[Supplied information Boundary: Start]

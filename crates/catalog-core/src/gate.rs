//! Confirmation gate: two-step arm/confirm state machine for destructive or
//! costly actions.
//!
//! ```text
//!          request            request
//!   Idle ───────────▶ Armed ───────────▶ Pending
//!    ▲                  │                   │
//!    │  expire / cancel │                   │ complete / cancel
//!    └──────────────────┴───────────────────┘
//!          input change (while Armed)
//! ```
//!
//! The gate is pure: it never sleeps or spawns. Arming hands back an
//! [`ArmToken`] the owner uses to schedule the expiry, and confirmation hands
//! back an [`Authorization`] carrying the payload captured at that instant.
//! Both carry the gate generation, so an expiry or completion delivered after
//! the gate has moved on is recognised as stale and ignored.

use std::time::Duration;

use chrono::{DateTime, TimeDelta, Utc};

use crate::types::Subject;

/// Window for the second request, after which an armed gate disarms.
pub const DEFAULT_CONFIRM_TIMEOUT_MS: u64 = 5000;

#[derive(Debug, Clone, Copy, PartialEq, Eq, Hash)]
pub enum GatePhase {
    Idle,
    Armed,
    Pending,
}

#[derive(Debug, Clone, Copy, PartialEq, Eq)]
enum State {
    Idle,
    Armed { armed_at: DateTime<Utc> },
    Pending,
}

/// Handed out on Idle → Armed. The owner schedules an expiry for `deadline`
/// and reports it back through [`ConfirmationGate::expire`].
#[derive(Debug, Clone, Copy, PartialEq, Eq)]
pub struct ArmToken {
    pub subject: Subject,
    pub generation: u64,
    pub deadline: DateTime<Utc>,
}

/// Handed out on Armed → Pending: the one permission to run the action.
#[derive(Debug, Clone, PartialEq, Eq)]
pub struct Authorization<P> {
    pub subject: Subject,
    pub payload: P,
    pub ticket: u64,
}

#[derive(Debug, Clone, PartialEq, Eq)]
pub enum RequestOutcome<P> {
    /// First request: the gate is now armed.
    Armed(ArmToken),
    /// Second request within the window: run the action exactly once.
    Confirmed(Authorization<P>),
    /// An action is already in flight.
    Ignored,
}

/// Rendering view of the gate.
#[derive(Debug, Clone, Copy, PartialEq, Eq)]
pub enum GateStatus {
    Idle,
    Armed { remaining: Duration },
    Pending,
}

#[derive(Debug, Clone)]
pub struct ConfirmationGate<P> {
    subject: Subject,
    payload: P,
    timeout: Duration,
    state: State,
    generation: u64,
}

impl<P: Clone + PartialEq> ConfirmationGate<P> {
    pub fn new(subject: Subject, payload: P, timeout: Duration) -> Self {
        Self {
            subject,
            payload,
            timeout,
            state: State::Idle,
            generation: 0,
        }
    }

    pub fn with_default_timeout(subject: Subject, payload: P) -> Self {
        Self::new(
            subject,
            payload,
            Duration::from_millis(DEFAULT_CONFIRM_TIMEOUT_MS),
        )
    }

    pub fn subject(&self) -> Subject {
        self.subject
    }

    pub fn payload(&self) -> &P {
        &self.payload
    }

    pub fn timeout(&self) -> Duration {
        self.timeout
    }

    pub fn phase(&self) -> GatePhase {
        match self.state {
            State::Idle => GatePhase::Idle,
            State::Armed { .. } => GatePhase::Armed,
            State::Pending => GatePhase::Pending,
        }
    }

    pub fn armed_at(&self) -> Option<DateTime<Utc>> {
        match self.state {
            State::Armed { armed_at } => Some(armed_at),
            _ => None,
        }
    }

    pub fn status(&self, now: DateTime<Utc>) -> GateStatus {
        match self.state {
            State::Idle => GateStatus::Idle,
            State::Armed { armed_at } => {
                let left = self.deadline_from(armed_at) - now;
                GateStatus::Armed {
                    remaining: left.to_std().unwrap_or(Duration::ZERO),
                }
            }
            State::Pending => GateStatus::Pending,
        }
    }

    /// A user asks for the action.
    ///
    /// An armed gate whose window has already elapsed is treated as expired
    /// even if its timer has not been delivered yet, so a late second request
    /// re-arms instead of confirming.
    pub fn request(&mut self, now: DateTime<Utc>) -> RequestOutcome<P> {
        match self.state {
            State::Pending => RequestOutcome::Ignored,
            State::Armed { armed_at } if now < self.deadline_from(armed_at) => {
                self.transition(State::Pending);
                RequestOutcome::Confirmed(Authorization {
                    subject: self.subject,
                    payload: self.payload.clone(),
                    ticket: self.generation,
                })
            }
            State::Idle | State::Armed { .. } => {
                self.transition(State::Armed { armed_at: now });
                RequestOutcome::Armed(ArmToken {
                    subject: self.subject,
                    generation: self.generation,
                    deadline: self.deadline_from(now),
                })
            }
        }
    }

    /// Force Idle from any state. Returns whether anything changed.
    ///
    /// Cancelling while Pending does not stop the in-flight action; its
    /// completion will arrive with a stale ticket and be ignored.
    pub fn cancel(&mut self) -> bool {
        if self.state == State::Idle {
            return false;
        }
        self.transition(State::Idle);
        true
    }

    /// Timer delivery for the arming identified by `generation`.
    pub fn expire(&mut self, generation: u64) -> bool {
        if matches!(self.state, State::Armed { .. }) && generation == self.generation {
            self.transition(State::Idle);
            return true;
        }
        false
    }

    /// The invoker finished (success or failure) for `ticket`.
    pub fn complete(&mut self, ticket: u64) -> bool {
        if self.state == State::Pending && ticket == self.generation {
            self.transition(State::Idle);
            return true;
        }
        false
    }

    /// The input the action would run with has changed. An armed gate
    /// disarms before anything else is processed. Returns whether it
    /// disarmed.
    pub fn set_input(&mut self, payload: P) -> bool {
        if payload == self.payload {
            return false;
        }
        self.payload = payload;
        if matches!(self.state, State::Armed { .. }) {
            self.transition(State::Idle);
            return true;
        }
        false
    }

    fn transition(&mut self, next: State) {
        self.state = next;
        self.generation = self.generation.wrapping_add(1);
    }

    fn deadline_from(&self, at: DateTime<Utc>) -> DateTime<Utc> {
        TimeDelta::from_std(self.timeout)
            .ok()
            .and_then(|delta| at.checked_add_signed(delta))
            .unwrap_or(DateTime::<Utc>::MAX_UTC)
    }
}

[Supplied information Boundary: End]

How to complete this task:
Copy all lines of the listing above that contain the string "generation".

Solved exercise:
//! Both carry the gate generation, so an expiry or completion delivered after
    pub generation: u64,
    generation: u64,
            generation: 0,
                    ticket: self.generation,
                    generation: self.generation,
    /// Timer delivery for the arming identified by `generation`.
    pub fn expire(&mut self, generation: u64) -> bool {
        if matches!(self.state, State::Armed { .. }) && generation == self.generation {
        if self.state == State::Pending && ticket == self.generation {
        self.generation = self.generation.wrapping_add(1);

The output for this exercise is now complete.